- Years in birding and ornithology: 2016 2017 2018 2019 2020 2021 2022
- Centuries: 20th century · 21st century · 22nd century
- Decades: 1980s 1990s 2000s 2010s 2020s 2030s 2040s
- Years: 2016 2017 2018 2019 2020 2021 2022

= 2019 in birding and ornithology =

See also 2018 in birding and ornithology, main events of 2019 and 2020 in birding and ornithology

The year 2019 in birding and ornithology.

==Worldwide==
===New species===
 See also Bird species new to science described in the 2010s

==Asia==
===Saudi Arabia===
- Over 7,000 steppe eagles were found feeding on dead carcasses at two rubbish dumps near, Riyadh; the largest gathering of this endangered species recorded. A dump 6 km south-west of Ushaiqer had up to 6,000 of which 60-70% were adults and a second dump 9 km from Shaqra had a further 1,200 birds.
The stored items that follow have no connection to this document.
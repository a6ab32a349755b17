use crate::detector::{ResultCode, SweepReport};
use crate::diagnostics::{SegmentDescriptor, TimingBreakdown};
use crate::geometry::Point;
use crate::tracker::TrackFailure;
use serde::Serialize;

/// Outcome of one probe detection.
#[derive(Clone, Debug, Serialize)]
#[serde(rename_all = "camelCase")]
pub struct ProbeReport {
    pub p1: Point,
    pub p2: Point,
    #[serde(skip_serializing_if = "Option::is_none")]
    pub center: Option<Point>,
    pub result: ResultCode,
    pub code: i32,
    pub failure: TrackFailure,
    #[serde(skip_serializing_if = "Option::is_none")]
    pub segment: Option<SegmentDescriptor>,
}

/// Everything a detection run produced, as written by the command line tool.
#[derive(Clone, Debug, Serialize)]
#[serde(rename_all = "camelCase")]
pub struct DetectionReport {
    pub version: String,
    pub input: InputDescriptor,
    pub timings: TimingBreakdown,
    pub probes: Vec<ProbeReport>,
    #[serde(skip_serializing_if = "Option::is_none")]
    pub sweep: Option<SweepReport>,
    pub segments: Vec<SegmentDescriptor>,
}

#[derive(Clone, Debug, Serialize)]
#[serde(rename_all = "camelCase")]
pub struct InputDescriptor {
    pub path: String,
    pub width: usize,
    pub height: usize,
}
use super::params::EdgeDirection;
use super::{Detector, LastRun};
use crate::diagnostics::TimingBreakdown;
use crate::geometry::Point;
use log::debug;
use serde::Serialize;
use std::time::Instant;

/// Summary of a whole image sweep or of a multi-selection.
#[derive(Clone, Debug, Serialize)]
#[serde(rename_all = "camelCase")]
pub struct SweepReport {
    pub balanced: bool,
    /// Probe strokes processed.
    pub strokes: usize,
    /// Detections attempted.
    pub trials: usize,
    /// Segments accepted.
    pub segments: usize,
    /// Whether the run stopped on the segment limit.
    pub truncated: bool,
    /// Pixels covered by the occupancy mask at the end of the run.
    pub masked_pixels: usize,
    pub timings: TimingBreakdown,
}

impl Detector {
    fn begin_multi(&mut self) {
        self.segments.clear();
        self.field.set_masking(true);
        self.field.clear_mask();
        self.trials = 0;
    }

    fn end_multi(&mut self) -> usize {
        if self.max_trials > self.segments.len() {
            self.max_trials = 0;
        }
        let masked = self.field.masked_count();
        self.field.set_masking(false);
        self.final_bs = None;
        masked
    }

    fn vertical_stroke(&self, x: i32) -> (Point, Point) {
        let h = self.field.height() as i32;
        (Point::new(x, 0), Point::new(x, h - 1))
    }

    fn horizontal_stroke(&self, y: i32) -> (Point, Point) {
        let w = self.field.width() as i32;
        (Point::new(0, y), Point::new(w - 1, y))
    }

    /// Detects every segment of the image.
    ///
    /// Vertical strokes are laid every `sweep_step` pixels from the middle
    /// column leftwards then rightwards, horizontal ones the same way from
    /// the middle row. Accepted segments are masked so that later strokes do
    /// not find them again.
    pub fn detect_all(&mut self) -> SweepReport {
        self.last_run = LastRun::Sweep { balanced: false };
        let t0 = Instant::now();
        self.begin_multi();
        let step = self.config.effective_sweep_step();
        let (w, h) = (self.field.width() as i32, self.field.height() as i32);
        let mut strokes = 0;
        let mut timings = TimingBreakdown::default();

        let mut go_on = true;
        let mut x = w / 2;
        while go_on && x > 0 {
            let (p1, p2) = self.vertical_stroke(x);
            go_on = self.run_multi(p1, p2);
            strokes += 1;
            x -= step;
        }
        x = w / 2 + step;
        while go_on && x < w - 1 {
            let (p1, p2) = self.vertical_stroke(x);
            go_on = self.run_multi(p1, p2);
            strokes += 1;
            x += step;
        }
        let vertical_ms = t0.elapsed().as_secs_f64() * 1000.0;
        timings.push("vertical", vertical_ms);

        let mut y = h / 2;
        while go_on && y > 0 {
            let (p1, p2) = self.horizontal_stroke(y);
            go_on = self.run_multi(p1, p2);
            strokes += 1;
            y -= step;
        }
        y = h / 2 + step;
        while go_on && y < h - 1 {
            let (p1, p2) = self.horizontal_stroke(y);
            go_on = self.run_multi(p1, p2);
            strokes += 1;
            y += step;
        }
        let total_ms = t0.elapsed().as_secs_f64() * 1000.0;
        timings.push("horizontal", total_ms - vertical_ms);
        timings.total_ms = total_ms;

        self.finish_sweep(false, strokes, !go_on, timings)
    }

    /// Same as [`Detector::detect_all`] with the four stroke families
    /// interleaved: left, down, right, up, and again.
    pub fn detect_all_balanced(&mut self) -> SweepReport {
        self.last_run = LastRun::Sweep { balanced: true };
        let t0 = Instant::now();
        self.begin_multi();
        let step = self.config.effective_sweep_step();
        let (w, h) = (self.field.width() as i32, self.field.height() as i32);
        let mut strokes = 0;

        let (mut xl, mut yd) = (w / 2, h / 2);
        let (mut xr, mut yu) = (xl + step, yd + step);
        let (mut left, mut down, mut right, mut up) = (true, true, true, true);
        let mut go_on = true;
        while go_on && (left || down || right || up) {
            if left {
                let (p1, p2) = self.vertical_stroke(xl);
                go_on = self.run_multi(p1, p2);
                strokes += 1;
                xl -= step;
                left = xl > 0;
            }
            if go_on && down {
                let (p1, p2) = self.horizontal_stroke(yd);
                go_on = self.run_multi(p1, p2);
                strokes += 1;
                yd -= step;
                down = yd > 0;
            }
            if go_on && right {
                let (p1, p2) = self.vertical_stroke(xr);
                go_on = self.run_multi(p1, p2);
                strokes += 1;
                xr += step;
                right = xr < w - 1;
            }
            if go_on && up {
                let (p1, p2) = self.horizontal_stroke(yu);
                go_on = self.run_multi(p1, p2);
                strokes += 1;
                yu += step;
                up = yu < h - 1;
            }
        }
        let timings = TimingBreakdown::with_total(t0.elapsed().as_secs_f64() * 1000.0);
        self.finish_sweep(true, strokes, !go_on, timings)
    }

    fn finish_sweep(
        &mut self,
        balanced: bool,
        strokes: usize,
        truncated: bool,
        timings: TimingBreakdown,
    ) -> SweepReport {
        let masked_pixels = self.end_multi();
        debug!(
            "Detector::sweep balanced={} strokes={} trials={} segments={} elapsed_ms={:.3}",
            balanced,
            strokes,
            self.trials,
            self.segments.len(),
            timings.total_ms
        );
        SweepReport {
            balanced,
            strokes,
            trials: self.trials,
            segments: self.segments.len(),
            truncated,
            masked_pixels,
            timings,
        }
    }

    /// Runs a detection from every free local maximum of the stroke `p1 p2`.
    ///
    /// Returns `false` once the segment limit is reached.
    fn run_multi(&mut self, p1: Point, p2: Point) -> bool {
        let pts = p1.draw_to(p2);
        let candidates = self.field.local_max(&pts);
        if !candidates.is_empty() {
            debug!(
                "Detector::run_multi stroke ({}, {}) -> ({}, {}): {} candidates",
                p1.x,
                p1.y,
                p2.x,
                p2.y,
                candidates.len()
            );
        }
        let directions: &[EdgeDirection] = match self.config.edge_direction {
            EdgeDirection::Stroke => &[EdgeDirection::Stroke],
            _ => &[EdgeDirection::Forward, EdgeDirection::Backward],
        };
        let mut go_on = true;
        for i in candidates {
            if !go_on {
                break;
            }
            let start = pts[i];
            if !self.field.is_free(start) {
                continue;
            }
            for &dir in directions {
                if !go_on {
                    break;
                }
                let res = self.run_probe(p1, p2, Some(start), dir);
                if res.is_ok() {
                    if let Some(bs) = self.final_bs.take() {
                        self.field.set_mask(&bs.all_points());
                        self.segments.push(bs);
                        if self.segments.len() == self.max_trials {
                            go_on = false;
                        }
                    }
                }
                self.trials += 1;
            }
        }
        go_on
    }

    /// Detection on a user stroke.
    ///
    /// With `multi_selection` every candidate of the stroke is tried and the
    /// segments accumulate as in a sweep, otherwise this is
    /// [`Detector::detect`] except that a void probe is stored as the result
    /// too.
    pub fn detect_selection(&mut self, p1: Point, p2: Point) -> SweepReport {
        self.last_run = LastRun::Selection { p1, p2 };
        let t0 = Instant::now();
        if self.config.multi_selection {
            self.begin_multi();
            let go_on = self.run_multi(p1, p2);
            let timings = TimingBreakdown::with_total(t0.elapsed().as_secs_f64() * 1000.0);
            self.finish_sweep(false, 1, !go_on, timings)
        } else {
            self.segments.clear();
            self.result = self.run_probe(p1, p2, None, self.config.edge_direction);
            let found = usize::from(self.result.is_ok());
            SweepReport {
                balanced: false,
                strokes: 1,
                trials: 1,
                segments: found,
                truncated: false,
                masked_pixels: 0,
                timings: TimingBreakdown::with_total(t0.elapsed().as_secs_f64() * 1000.0),
            }
        }
    }

    /// Replays the last sweep or selection, typically after
    /// [`Detector::set_config`]. Does nothing before the first one.
    pub fn redetect(&mut self) -> Option<SweepReport> {
        match self.last_run {
            LastRun::None => None,
            LastRun::Sweep { balanced: false } => Some(self.detect_all()),
            LastRun::Sweep { balanced: true } => Some(self.detect_all_balanced()),
            LastRun::Selection { p1, p2 } => Some(self.detect_selection(p1, p2)),
        }
    }
}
Threats include electrocution from power lines, poisoned bait put on carcasses to control preditors such as feral dogs, etc. and diclofenac a livestock painkiller but toxic to eagles.

==Europe==
===Britain===
====Breeding birds====
- 56 pairs of common crane (Grus grus) recorded bringing the total estimated population to 200 birds – the most in the UK for over 400 years.
- 400 Arctic tern (Sterna paradisaea) chicks fledged from Long Nanny, Northumberland. They first bred here in 1980 and every year since.

==Oceania==
===Australia===
- 2019–20 Australian bushfire season – 77 species and sub-species affected with over a third of their habitat lost. Species include:
  - regent honeyeater (Anthochaera phrygia) – critically endangered; before the fires the estimated population was fewer than 250 birds
  - superb lyrebird (Menura novaehollandiae) – red list status of least concern; loss of over half of its habitat
  - bristlebird – the northern population may have as few as 28 birds
  - glossy black-cockatoo (Calyptorhynchus lathami) – it is estimated that 75% of the subspecies habitat on Kangaroo Island is estimated to have been destroyed
  - southern emu-wren (Stipiturus malachurus) – it is estimated that over 80% of the Kangaroo Island habitat has been destroyed.
- It is estimated that at least 3 billion terrestrial vertebrates were killed or displaced by the fires including 180 million birds.

===French Polynesia===
- A three-week expedition in November, to the remote island of Mohotani, one of the Marquesas Islands was undertaken to assess the seabird population and study the behaviour of the Marquesan monarch (Pomarea mendozae). Ground-nesting birds and the forest are under threat from feral cats, rats and sheep, and Mohotani is part of the multi-island restoration programme to secure over 2000 ha of predator-free habitat.

==South America==
===Ecuador===
- Volunteers from Alambi are cultivating 32 species of hummingbird-friendly flowers to replant in degraded habitats of high Andean forests. Ecuador has approximately 130 hummingbird species including the critically endangered, endemic, black-breasted puffleg (Eriocnemis nigrivestis). There are plans by Aves y Conservación to expand the project to Imbabura Province.